November 16, 2023, Rome — The Integrated Food Security Phase Classification (IPC) initiative reaches a new milestone today as it expands its global partnership to include four new partners – the International Food Policy Research Institute (IFPRI), the United Nations Development Programme (UNDP), the World Bank and the World Health Organization (WHO) – and establishes a High Level Executive Committee (HLEC).
These new partners possess a wealth of experience and knowledge, which will greatly benefit the IPC global initiative.
“The expanded partnership will be critical when it comes to informing evidence-based strategies to tackle the root causes of protracted food crises and address chronic food insecurity,” said Hassan Ali Ahmed, Chair of the IPC Global Steering Committee and Action Against Hunger’s representative on the committee.
“By harnessing the collective knowledge of experts from diverse fields, the IPC aims to provide decision makers with the tools they need to make informed choices that lead to lasting food security solutions,” he added.
The expansion of the IPC global partnership comes against a backdrop of escalating conflicts, unpredictable weather patterns and fluctuating food prices – all of which are likely further intensifying the challenges surrounding food and nutrition security.
“Food crises are health crises. Disease and malnutrition form a vicious cycle, each increasing the risk of the other and threatening the health of affected populations, particularly children” said Dr Mike Ryan, Executive Director of WHO’s Health Emergencies Programme. He further emphasised: “With millions facing acute hunger across the world, we must scale up action to tackle malnutrition and disease to save lives and protect people’s health.”
The World Bank affirms that strengthening international partnerships will fortify an effective and coordinated global response.
“High food prices have triggered a global food and nutrition crisis that is driving millions more into extreme poverty and threatening to erase hard-won gains in development,” said Martien van Nieuwkoop, World Bank’s Global Director for Agriculture and Food.
“Conflicts and climate change will continue to drive the number of people facing hunger. In responding to a crisis, the value of data in decision-making becomes more apparent. It allows us to act faster and collaborate more effectively,” he added.
For UNDP, the IPC Chronic Food Insecurity scale represents an opportunity to advance sustainable food systems and bolster community resilience.
“UNDP remains steadfast in its commitment to fostering sustainable food systems, advancing global food security, and building resilience among vulnerable communities. By collaborating with the IPC, UN and relief agencies, UNDP aims to create impactful, lasting solutions to address the pressing global food crisis,” said Devanand Ramiah, UNDP’s Crisis Bureau Deputy Director (a.i.).
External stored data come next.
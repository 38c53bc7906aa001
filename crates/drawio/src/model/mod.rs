//! Data model types for mxfile documents.
//!
//! - [`file`]: the outer `mxfile` document and its page
//! - [`graph`]: the graph model, cells and geometry
//! - [`style`]: cell style maps
//! - [`options`]: diagram configuration
//! - [`id`]: identifier and fingerprint generation
//! - [`builder`]: [`Document`], for creating and editing documents

pub mod builder;
pub mod file;
pub mod graph;
pub mod id;
pub mod options;
pub mod style;

pub use builder::{CIRCLE_STYLE, Document, DocumentBuilder, EDGE_STYLE, SQUARE_STYLE};
pub use file::{File, Page, PageBody};
pub use graph::{Cell, CellId, CellRole, Geometry, GraphModel, LAYER_CELL_ID, ROOT_CELL_ID};
pub use id::{IdSource, RandomIds, SeededIds, content_fingerprint};
pub use options::{Appearance, DiagramOption, DiagramOptions};
pub use style::StyleMap;
//! Timestamps for the `modified` attribute.
//!
//! Timestamps are written in UTC with millisecond precision, e.g.
//! `2023-04-05T06:07:08.009Z`. The current time is injected through
//! [`Clock`] so documents can be built reproducibly.

use chrono::{DateTime, SecondsFormat, Utc};

/// Source of the current time.
pub trait Clock {
    fn now(&self) -> DateTime<Utc>;
}

/// The system wall clock.
#[derive(Debug, Clone, Copy, Default)]
pub struct SystemClock;

impl Clock for SystemClock {
    fn now(&self) -> DateTime<Utc> {
        Utc::now()
    }
}

/// A clock stopped at one instant.
#[derive(Debug, Clone, Copy, PartialEq, Eq)]
pub struct FixedClock(pub DateTime<Utc>);

impl Clock for FixedClock {
    fn now(&self) -> DateTime<Utc> {
        self.0
    }
}

/// Formats a timestamp for the `modified` attribute.
pub fn format_timestamp(time: DateTime<Utc>) -> String {
    time.to_rfc3339_opts(SecondsFormat::Millis, true)
}

/// Parses a `modified` attribute. Any RFC 3339 offset is accepted and
/// converted to UTC.
pub fn parse_timestamp(text: &str) -> Result<DateTime<Utc>, chrono::ParseError> {
    DateTime::parse_from_rfc3339(text).map(|t| t.with_timezone(&Utc))
}

#[cfg(test)]
mod tests {
    use chrono::TimeZone;

    use super::*;

    #[test]
    fn test_format_millis_utc() {
        let time = Utc.with_ymd_and_hms(2023, 4, 5, 6, 7, 8).unwrap()
            + chrono::Duration::milliseconds(9);
        assert_eq!(format_timestamp(time), "2023-04-05T06:07:08.009Z");
    }

    #[test]
    fn test_parse_roundtrip() {
        let time = Utc.with_ymd_and_hms(2024, 12, 31, 23, 59, 59).unwrap();
        let text = format_timestamp(time);
        assert_eq!(text, "2024-12-31T23:59:59.000Z");
        assert_eq!(parse_timestamp(&text).unwrap(), time);
    }

    #[test]
    fn test_parse_offset() {
        let parsed = parse_timestamp("2024-01-01T02:00:00+02:00").unwrap();
        assert_eq!(parsed, Utc.with_ymd_and_hms(2024, 1, 1, 0, 0, 0).unwrap());
        assert!(parse_timestamp("01/02/2024").is_err());
    }

    #[test]
    fn test_fixed_clock() {
        let time = Utc.with_ymd_and_hms(2020, 2, 29, 12, 0, 0).unwrap();
        let clock = FixedClock(time);
        assert_eq!(clock.now(), time);
        assert_eq!(clock.now(), clock.now());
    }
}
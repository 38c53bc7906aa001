//! Cell style maps.

use std::fmt;

use rustc_hash::FxHashMap;

use crate::codec::attr::{decode_style, encode_style};

/// Style properties of a cell (`style` attribute).
///
/// An empty value marks a bare flag such as `ellipse`. The map itself is
/// unordered; [`fmt::Display`] renders keys in sorted order so output is
/// deterministic.
#[derive(Debug, Clone, Default, PartialEq, Eq)]
pub struct StyleMap(FxHashMap<String, String>);

impl StyleMap {
    /// Creates an empty style map.
    pub fn new() -> Self {
        Self::default()
    }

    /// Parses a `;`-separated style string.
    pub fn parse(style: &str) -> Self {
        decode_style(style)
    }

    /// Sets a property, returning the previous value.
    pub fn insert(&mut self, key: impl Into<String>, value: impl Into<String>) -> Option<String> {
        self.0.insert(key.into(), value.into())
    }

    /// Sets a bare flag property (no `=value`).
    pub fn insert_flag(&mut self, key: impl Into<String>) -> Option<String> {
        self.insert(key, "")
    }

    /// Removes a property.
    pub fn remove(&mut self, key: &str) -> Option<String> {
        self.0.remove(key)
    }

    /// Returns the value of a property, `Some("")` for bare flags.
    pub fn get(&self, key: &str) -> Option<&str> {
        self.0.get(key).map(String::as_str)
    }

    pub fn contains_key(&self, key: &str) -> bool {
        self.0.contains_key(key)
    }

    pub fn len(&self) -> usize {
        self.0.len()
    }

    pub fn is_empty(&self) -> bool {
        self.0.is_empty()
    }

    /// Iterates properties in unspecified order.
    pub fn iter(&self) -> impl Iterator<Item = (&str, &str)> {
        self.0.iter().map(|(k, v)| (k.as_str(), v.as_str()))
    }
}

impl<K, V> FromIterator<(K, V)> for StyleMap
where
    K: Into<String>,
    V: Into<String>,
{
    fn from_iter<I: IntoIterator<Item = (K, V)>>(iter: I) -> Self {
        Self(iter.into_iter().map(|(k, v)| (k.into(), v.into())).collect())
    }
}

impl fmt::Display for StyleMap {
    fn fmt(&self, f: &mut fmt::Formatter<'_>) -> fmt::Result {
        f.write_str(&encode_style(self))
    }
}

#[cfg(test)]
mod tests {
    use super::*;

    #[test]
    fn test_flags_and_values() {
        let mut style = StyleMap::new();
        style.insert_flag("ellipse");
        style.insert("aspect", "fixed");

        assert_eq!(style.get("ellipse"), Some(""));
        assert_eq!(style.get("aspect"), Some("fixed"));
        assert_eq!(style.get("html"), None);
        assert_eq!(style.len(), 2);
        assert_eq!(style.to_string(), "aspect=fixed;ellipse");
    }

    #[test]
    fn test_insert_replaces() {
        let mut style: StyleMap = [("rounded", "0")].into_iter().collect();
        assert_eq!(style.insert("rounded", "1"), Some("0".to_string()));
        assert_eq!(style.remove("rounded"), Some("1".to_string()));
        assert!(style.is_empty());
    }
}
//! Utility modules.

pub mod datetime;

pub use datetime::{Clock, FixedClock, SystemClock, format_timestamp, parse_timestamp};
The IPC was founded nearly 20 years ago and is now being implemented in over 30 countries – informing more than US $6 billion in food crisis response decisions annually.
“With still rising global food insecurity, IPC’s work is more important than ever. We need sound and accurate early warning systems to adequately inform preventative action to end hunger and malnutrition. It is IFPRI’s mission and obligation to support IPC fulfil this immensely important duty for humanity,” said Dr Johan Swinnen, Director-General of IFPRI.
Drs Swinnen (IFPRI) and Ryan (WHO) and Mr Nieuwkoop (World Bank) are representatives on the newly formed IPC High Level Executive Committee.
The IPC High Level Executive Committee
Coinciding with the expansion of the IPC global partnership is the establishment of a High Level Executive Committee (HLEC). The newly formed HLEC is the highest decision-making body in the IPC global governance structure. It comprises high-level representatives from IPC global partner organizations, including the newly joined organizations.
The HLEC is responsible for positioning the IPC on the global agenda and assisting the IPC initiative to overcome challenges in countries facing major food and nutrition crises.
“The IPC High Level Executive Committee is a beacon of collaborative power, driving the global effort to address the food and nutrition crises facing the world today. With its diverse expertise and the unwavering commitment of the IPC partners, the HLEC will bolster the IPC initiative in fulfilling its mandate as the global standard for food security and nutrition analysis,” said Mr Ahmed.
The role of the HLEC will complement that of the IPC Global Steering Committee (composed of senior officers representing the 19 IPC global partner organizations), which will continue to provide the overall strategic direction to the IPC initiative and is responsible for its oversight and regular functioning.